TASK TO COMPLETE:
Look through the records below and give the number of lines holding the string "address", nothing more.

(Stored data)
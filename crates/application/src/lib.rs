//! Ferrous Forward Application Layer
//!
//! Ports that transports and composites implement, plus the use cases that
//! only depend on those ports.

pub mod ports;
pub mod use_cases;
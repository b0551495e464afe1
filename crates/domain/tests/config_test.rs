use ferrous_forward_domain::{BootstrapStrategy, Config, UpstreamKind};
use std::io::Write;

const SAMPLE: &str = r#"
[logging]
level = "debug"

[[upstreams]]
tag = "local"
type = "udp"
address = "192.168.1.1:53"
fallback-tcp = true

[[upstreams]]
tag = "google-dot"
type = "tls"
address = "tls://dns.google"
enable-pipeline = true
idle-timeout = 30
bootstrap = { upstream = "local", strategy = "ipv6-prefer", cache-ttl = 600 }

[[upstreams]]
tag = "cf-doh"
type = "https"
address = "https://cloudflare-dns.com/dns-query"
use-post = true
bootstrap = { upstream = "local" }

[[upstreams]]
tag = "best"
type = "querytest"
upstreams = ["google-dot", "cf-doh"]
tolerance = 5

[[upstreams]]
tag = "main"
type = "fallback"
main-upstream = "best"
fallback-upstream = "local"

[[upstreams]]
tag = "hosts"
type = "hosts"
fallback = "main"
rules = [
    { pattern = "^router\\.lan$", ipv4 = ["192.168.1.1"] },
    { pattern = "\\.test$", ipv4 = ["10.0.0.0/24"], ipv6 = ["fd00::/64"] },
]
"#;

#[test]
fn test_parse_sample_config() {
    let config = Config::from_toml_str(SAMPLE).unwrap();
    config.validate().unwrap();

    assert_eq!(config.logging.level, "debug");
    assert_eq!(config.upstreams.len(), 6);

    let dot = config.upstream("google-dot").unwrap();
    match &dot.kind {
        UpstreamKind::Tls(o) => {
            assert!(o.enable_pipeline);
            assert_eq!(o.common.idle_timeout, 30);
            assert_eq!(o.common.connect_timeout, 30);
            let bootstrap = o.common.bootstrap.as_ref().unwrap();
            assert_eq!(bootstrap.strategy, BootstrapStrategy::Ipv6Prefer);
            assert_eq!(bootstrap.cache_ttl, 600);
        }
        other => panic!("expected tls, got {}", other.as_str()),
    }
    assert_eq!(dot.dependencies(), vec!["local".to_string()]);

    let doh = config.upstream("cf-doh").unwrap();
    match &doh.kind {
        UpstreamKind::Https(o) => {
            assert!(o.use_post);
            assert!(!o.http3);
            let bootstrap = o.common.bootstrap.as_ref().unwrap();
            assert_eq!(bootstrap.strategy, BootstrapStrategy::Ipv4Prefer);
        }
        other => panic!("expected https, got {}", other.as_str()),
    }

    let best = config.upstream("best").unwrap();
    match &best.kind {
        UpstreamKind::QueryTest(o) => {
            assert_eq!(o.tolerance, 5);
            assert_eq!(o.test_interval, 600);
        }
        other => panic!("expected querytest, got {}", other.as_str()),
    }

    let main = config.upstream("main").unwrap();
    assert_eq!(main.dependencies(), vec!["best".to_string(), "local".to_string()]);

    let hosts = config.upstream("hosts").unwrap();
    match &hosts.kind {
        UpstreamKind::Hosts(o) => {
            assert_eq!(o.rules.len(), 2);
            assert_eq!(o.ttl, 10);
        }
        other => panic!("expected hosts, got {}", other.as_str()),
    }
}

#[test]
fn test_udp_defaults() {
    let config = Config::from_toml_str(
        r#"
[[upstreams]]
tag = "u"
type = "udp"
address = "1.1.1.1"
"#,
    )
    .unwrap();

    match &config.upstreams[0].kind {
        UpstreamKind::Udp(o) => {
            assert!(!o.fallback_tcp);
            assert_eq!(o.common.query_timeout, 15);
            assert_eq!(o.common.idle_timeout, 60);
            assert_eq!(o.common.retry, 3);
            assert_eq!(o.common.max_idle_conns, 16);
        }
        other => panic!("expected udp, got {}", other.as_str()),
    }
    assert!(config.logging.level == "info");
}

#[test]
fn test_duplicate_tag_rejected() {
    let config = Config::from_toml_str(
        r#"
[[upstreams]]
tag = "a"
type = "udp"
address = "1.1.1.1:53"

[[upstreams]]
tag = "a"
type = "tcp"
address = "1.1.1.1:53"
"#,
    )
    .unwrap();

    let err = config.validate().unwrap_err();
    assert!(err.to_string().contains("Duplicate upstream tag 'a'"));
}

#[test]
fn test_empty_group_rejected() {
    let config = Config::from_toml_str(
        r#"
[[upstreams]]
tag = "r"
type = "random"
upstreams = []
"#,
    )
    .unwrap();

    assert!(config.validate().is_err());
}

#[test]
fn test_unknown_type_is_parse_error() {
    let result = Config::from_toml_str(
        r#"
[[upstreams]]
tag = "x"
type = "carrier-pigeon"
"#,
    );
    assert!(result.is_err());
}

#[test]
fn test_load_from_file() {
    let mut file = tempfile::NamedTempFile::new().unwrap();
    file.write_all(SAMPLE.as_bytes()).unwrap();

    let config = Config::load(file.path().to_str()).unwrap();
    assert_eq!(config.upstreams.len(), 6);
}

#[test]
fn test_load_missing_file() {
    assert!(Config::load(Some("/nonexistent/ferrous-forward.toml")).is_err());
}
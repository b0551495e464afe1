//! DNS over TCP and DNS over TLS (RFC 7766, RFC 7858).
//!
//! Both run length-prefixed messages over a byte stream. By default each
//! exchange takes a stream out of an exclusive [`ConnPool`]; with
//! `enable-pipeline` they share a few [`PipelinedConn`]s instead.

use async_trait::async_trait;
use ferrous_forward_application::ports::{ExchangeContext, Upstream};
use ferrous_forward_domain::DomainError;
use hickory_proto::op::Message;
use rustls::pki_types::ServerName;
use serde_json::{json, Map, Value};
use std::sync::Arc;
use std::time::Duration;
use tokio_rustls::TlsConnector;
use tracing::{debug, trace};

use super::dialer::BoxedStream;
use super::framing::{read_framed, write_framed};
use super::pipeline::{PipelineConnector, PipelinePool, PipelinedConn};
use super::pool::{ConnPool, PoolManager};
use super::target::ServerTarget;
use super::tls_config::server_name;
use crate::dns::message::{decode, encode, wire_id};

#[derive(Clone)]
struct TlsHandshake {
    connector: TlsConnector,
    server_name: ServerName<'static>,
}

/// Dials the server and, for TLS, completes the handshake.
#[derive(Clone)]
pub struct StreamConnector {
    target: Arc<ServerTarget>,
    tls: Option<TlsHandshake>,
}

impl StreamConnector {
    pub fn tcp(target: Arc<ServerTarget>) -> Self {
        Self { target, tls: None }
    }

    /// `name` is presented in SNI and checked against the certificate.
    pub fn tls(
        target: Arc<ServerTarget>,
        config: rustls::ClientConfig,
        name: &str,
    ) -> Result<Self, DomainError> {
        Ok(Self {
            target,
            tls: Some(TlsHandshake {
                connector: TlsConnector::from(Arc::new(config)),
                server_name: server_name(name)?,
            }),
        })
    }

    pub fn is_tls(&self) -> bool {
        self.tls.is_some()
    }

    pub async fn open_stream(&self, ctx: &ExchangeContext) -> Result<BoxedStream, DomainError> {
        let tcp = self.target.dial_tcp(ctx).await?;
        let Some(tls) = &self.tls else {
            return Ok(Box::new(tcp));
        };

        let server = self.target.addr().to_string();
        let timeout = self.target.dialer().connect_timeout();
        let stream = ctx
            .run(async {
                tokio::time::timeout(timeout, tls.connector.connect(tls.server_name.clone(), tcp))
                    .await
                    .map_err(|_| DomainError::TransportTimeout {
                        server: server.clone(),
                    })?
                    .map_err(|e| DomainError::from_io(server.clone(), e))
            })
            .await?;

        debug!(server = %server, "TLS connection established");
        Ok(Box::new(stream))
    }
}

#[async_trait]
impl PoolManager for StreamConnector {
    type Item = BoxedStream;

    async fn create(&self, ctx: &ExchangeContext) -> Result<BoxedStream, DomainError> {
        self.open_stream(ctx).await
    }
}

#[async_trait]
impl PipelineConnector for StreamConnector {
    async fn connect(&self, ctx: &ExchangeContext) -> Result<PipelinedConn, DomainError> {
        let stream = self.open_stream(ctx).await?;
        Ok(PipelinedConn::new(stream, self.target.addr().to_string()))
    }
}

/// One framed exchange on an exclusively held stream. Replies carrying a
/// different ID are skipped.
pub async fn exchange_on_stream(
    ctx: &ExchangeContext,
    stream: &mut BoxedStream,
    query: &Message,
    server: &str,
) -> Result<Message, DomainError> {
    let bytes = encode(query)?;
    ctx.run(async {
        write_framed(stream, &bytes)
            .await
            .map_err(|e| DomainError::from_io(server, e))?;
        loop {
            let reply = read_framed(stream)
                .await
                .map_err(|e| DomainError::from_io(server, e))?;
            if wire_id(&reply) == Some(query.id()) {
                return decode(&reply);
            }
            trace!(server, "Skipping reply with foreign ID");
        }
    })
    .await
}

enum StreamMode {
    Exclusive(ConnPool<StreamConnector>),
    Pipeline(PipelinePool<StreamConnector>),
}

pub struct StreamUpstream {
    tag: String,
    kind: &'static str,
    target: Arc<ServerTarget>,
    mode: StreamMode,
}

impl StreamUpstream {
    /// Must be called inside a Tokio runtime; the pools spawn their sweepers.
    pub fn exclusive(
        tag: impl Into<String>,
        connector: StreamConnector,
        max_idle: usize,
        idle_timeout: Duration,
    ) -> Self {
        let kind = if connector.is_tls() { "tls" } else { "tcp" };
        let target = Arc::clone(&connector.target);
        Self {
            tag: tag.into(),
            kind,
            target,
            mode: StreamMode::Exclusive(ConnPool::new(connector, max_idle, idle_timeout)),
        }
    }

    pub fn pipelined(
        tag: impl Into<String>,
        connector: StreamConnector,
        max_conns: usize,
        idle_timeout: Duration,
    ) -> Self {
        let kind = if connector.is_tls() { "tls" } else { "tcp" };
        let target = Arc::clone(&connector.target);
        Self {
            tag: tag.into(),
            kind,
            target,
            mode: StreamMode::Pipeline(PipelinePool::new(connector, max_conns, idle_timeout)),
        }
    }

    pub fn is_pipelined(&self) -> bool {
        matches!(self.mode, StreamMode::Pipeline(_))
    }

    async fn exchange_exclusive(
        &self,
        pool: &ConnPool<StreamConnector>,
        ctx: &ExchangeContext,
        query: &Message,
    ) -> Result<Message, DomainError> {
        let server = self.target.addr().to_string();

        if let Some(mut stream) = pool.get_idle() {
            match exchange_on_stream(ctx, &mut stream, query, &server).await {
                Ok(response) => {
                    pool.put(stream);
                    return Ok(response);
                }
                Err(e) if e.is_cancellation() => return Err(e),
                Err(e) => {
                    debug!(server = %server, error = %e, "Pooled stream stale, reconnecting");
                }
            }
        }

        let mut stream = pool.create(ctx).await?;
        let response = exchange_on_stream(ctx, &mut stream, query, &server).await?;
        pool.put(stream);
        Ok(response)
    }
}

#[async_trait]
impl Upstream for StreamUpstream {
    fn tag(&self) -> &str {
        &self.tag
    }

    fn kind(&self) -> &'static str {
        self.kind
    }

    fn dependencies(&self) -> Vec<String> {
        self.target
            .bootstrap()
            .map(|b| vec![b.upstream_tag().to_string()])
            .unwrap_or_default()
    }

    async fn exchange(
        &self,
        ctx: &ExchangeContext,
        query: Message,
    ) -> Result<Message, DomainError> {
        trace!(tag = %self.tag, log_id = ctx.log_id, "Stream exchange");
        match &self.mode {
            StreamMode::Exclusive(pool) => self.exchange_exclusive(pool, ctx, &query).await,
            StreamMode::Pipeline(pool) => pool.exchange(ctx, &query).await,
        }
    }

    async fn start(&self) -> Result<(), DomainError> {
        self.target.start();
        Ok(())
    }

    async fn close(&self) {
        match &self.mode {
            StreamMode::Exclusive(pool) => pool.close().await,
            StreamMode::Pipeline(pool) => pool.close().await,
        }
        self.target.close().await;
    }

    fn statistics(&self) -> Map<String, Value> {
        let mut map = Map::new();
        map.insert("address".into(), json!(self.target.addr().to_string()));
        match &self.mode {
            StreamMode::Exclusive(pool) => {
                let stats = pool.stats();
                map.insert("idle".into(), json!(stats.idle));
                map.insert("created".into(), json!(stats.total_created));
                map.insert("reused".into(), json!(stats.total_reused));
            }
            StreamMode::Pipeline(pool) => {
                map.insert("connections".into(), json!(pool.connection_count()));
            }
        }
        map
    }
}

WORKED SOLUTION:
7